There is perhaps one good track on the album, everything else blows. The ones that stand out as less terrible are perhaps tracks five, “Sleeping Princess of the Arges” and track nine, “Willothewisp,” for, at least, a minimal demonstration of structure and the absence of laughter. “Sleeping Princess of the Arges,” has at least some kind of melodic approach present, without being totally random. Adequately sung lyrics by a female vocalist mixed with harsh raspy vocals work less lame, for lack of a better term. The strongest track on the album is track twelve, “Hecate, My Love and Lust,” which has a Cradle of Filth-eque atmosphere to it. Yes, it is pretty sad when the strongest track on the album sounds like Cradle of Filth. Other than this, I cannot recall a song that did not make me regret getting this album.

Another piece of crap track is track eleven, which albeit has some well executed conga beats which are impressive at times, it also has some retard in the background moaning for no apparent reason. An instrumental with moaning… hmmm? Are you guys running out of ideas?

There is really no need to describe any of the other tracks as most of them are not memorable and sound pretty much the same. It is quiet sad when a track like, “Neptune,” which is a very simple acoustical instrumental track, with soft symphonic keyboard sounds, is better than most of the other musical tracks. Get this album only if you are in dire need of retarded, disorganized, random, obnoxious attempts at putting out albums. Beware!

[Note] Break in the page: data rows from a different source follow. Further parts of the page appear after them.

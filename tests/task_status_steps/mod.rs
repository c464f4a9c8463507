//! Step definitions for task status transition scenarios.

mod given;
mod then;
mod when;
pub mod world;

This is one bad album. - 1%

TheShadowfiend, June 16th, 2003

I've heard a lot of bad albums over the years, and this one ranks up there near the top. This album is so horrible I don't even know why it was released. Metal Blade ought to be ashamed of themselves here.

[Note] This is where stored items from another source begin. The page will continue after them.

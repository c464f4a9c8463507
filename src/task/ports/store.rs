//! Persistence ports for tasks, events, watchers, and activities.

use crate::task::domain::{
    Activity, Event, EventId, EventWatcher, NewActivity, Task, TaskId, WorkspaceId,
};
use async_trait::async_trait;
use std::sync::Arc;
use thiserror::Error;

/// Result type for store operations.
pub type StoreResult<T> = Result<T, StoreError>;

/// Task persistence contract.
#[async_trait]
pub trait TaskRepository: Send + Sync {
    /// Stores a new task.
    ///
    /// # Errors
    ///
    /// Returns [`StoreError::DuplicateTask`] when the identifier exists.
    async fn store_task(&self, task: &Task) -> StoreResult<()>;

    /// Persists changes to an existing task.
    ///
    /// # Errors
    ///
    /// Returns [`StoreError::TaskNotFound`] when the task does not exist.
    async fn update_task(&self, task: &Task) -> StoreResult<()>;

    /// Finds a task by identifier.
    async fn find_task(&self, id: TaskId) -> StoreResult<Option<Task>>;

    /// Returns up to `limit` non-archived tasks of a workspace, newest first,
    /// optionally restricted to one provider.
    async fn find_recent_tasks(
        &self,
        workspace_id: &WorkspaceId,
        provider_name: Option<&str>,
        limit: usize,
    ) -> StoreResult<Vec<Task>>;
}

/// Event persistence contract.
#[async_trait]
pub trait EventRepository: Send + Sync {
    /// Stores a new event.
    ///
    /// # Errors
    ///
    /// Returns [`StoreError::DuplicateProviderEvent`] when any of the event's
    /// provider keys was already ingested.
    async fn store_event(&self, event: &Event) -> StoreResult<()>;

    /// Persists status and notes changes to an existing event.
    ///
    /// # Errors
    ///
    /// Returns [`StoreError::EventNotFound`] when the event does not exist.
    async fn update_event(&self, event: &Event) -> StoreResult<()>;

    /// Finds an event by identifier.
    async fn find_event(&self, id: EventId) -> StoreResult<Option<Event>>;
}

/// Event watcher persistence contract.
#[async_trait]
pub trait EventWatcherRepository: Send + Sync {
    /// Stores a new watcher.
    ///
    /// # Errors
    ///
    /// Returns [`StoreError::TaskNotFound`] when the owning task does not
    /// exist.
    async fn store_watcher(&self, watcher: &EventWatcher) -> StoreResult<()>;

    /// Returns watchers filtered by workspace, provider, and event type.
    ///
    /// The structural match query is not evaluated here.
    async fn find_watcher_candidates(
        &self,
        workspace_id: &WorkspaceId,
        provider_name: &str,
        event_type: &str,
    ) -> StoreResult<Vec<EventWatcher>>;

    /// Returns every watcher owned by a task.
    async fn find_watchers_for_task(&self, task_id: TaskId) -> StoreResult<Vec<EventWatcher>>;

    /// Deletes every watcher owned by a task and returns how many were
    /// removed.
    async fn delete_watchers_for_task(&self, task_id: TaskId) -> StoreResult<usize>;
}

/// Activity log persistence contract.
#[async_trait]
pub trait ActivityRepository: Send + Sync {
    /// Appends an activity, assigning the next sequence number of the task
    /// atomically with the insert.
    ///
    /// # Errors
    ///
    /// Returns [`StoreError::TaskNotFound`] when the task does not exist.
    async fn append_activity(&self, task_id: TaskId, activity: NewActivity)
    -> StoreResult<Activity>;

    /// Returns the activities of a task ordered by sequence number.
    async fn list_activities(&self, task_id: TaskId) -> StoreResult<Vec<Activity>>;
}

/// Every persistence port in one bound.
pub trait TaskStore:
    TaskRepository + EventRepository + EventWatcherRepository + ActivityRepository
{
}

impl<T> TaskStore for T where
    T: TaskRepository + EventRepository + EventWatcherRepository + ActivityRepository
{
}

/// Errors returned by store implementations.
#[derive(Debug, Clone, Error)]
pub enum StoreError {
    /// A task with the same identifier already exists.
    #[error("duplicate task identifier: {0}")]
    DuplicateTask(TaskId),

    /// The task was not found.
    #[error("task not found: {0}")]
    TaskNotFound(TaskId),

    /// An event with the same identifier already exists.
    #[error("duplicate event identifier: {0}")]
    DuplicateEvent(EventId),

    /// The provider event was already ingested.
    #[error("provider event already ingested as {existing}")]
    DuplicateProviderEvent {
        /// Identifier of the previously stored event.
        existing: EventId,
    },

    /// The event was not found.
    #[error("event not found: {0}")]
    EventNotFound(EventId),

    /// Persistence-layer failure.
    #[error("persistence error: {0}")]
    Persistence(Arc<dyn std::error::Error + Send + Sync>),
}

impl StoreError {
    /// Wraps a persistence error.
    pub fn persistence(err: impl std::error::Error + Send + Sync + 'static) -> Self {
        Self::Persistence(Arc::new(err))
    }
}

Nothing on this album sticks out in the slightest. The only thing that sticks out on this release is the pile of cheese these songs contain. Lord kaiaphas is the main culprit here pretty much. Not only does his vocals reek of weakness, but his drumming is really bad. How in the world did he get away with doing the drums on this album? I bet you a 2 year old could drum better than this. His vocals possess that Dani Filth-wanna be style that comes off as a comedy than anything serious.

Aphazel's guitar playing is an absolute travesty. Does he have any pride in himself? The riffs are so weak, but with a lame production, I didn't expect anything mind blowing to come through on the guitars. The stupidly named, Jesus Christ!, and yes the exclamation point is supposed to be there, offers up, worn and tired keyboards that are so typical of gothic-black metal. Erichte's vocals start out fine but after awhile they just get on your nerves so much you'll want to jump out the window.

No song is memorable in the slightest. They also had the nerve to cover the Mercyful Fate classic, "Black Funeral", and butcher it in the process. With song titles like "Vampirize Natasha", "Hecate, My Love And Lust", and "Her Northern Majesty", you no doubt know what kind of lamness you are getting yourself into.

This album and band is a complete disgrace to black metal. How this band got a following is beyond me. If you have any self respect, you won't buy this album at all. But, if you do, you have been warned.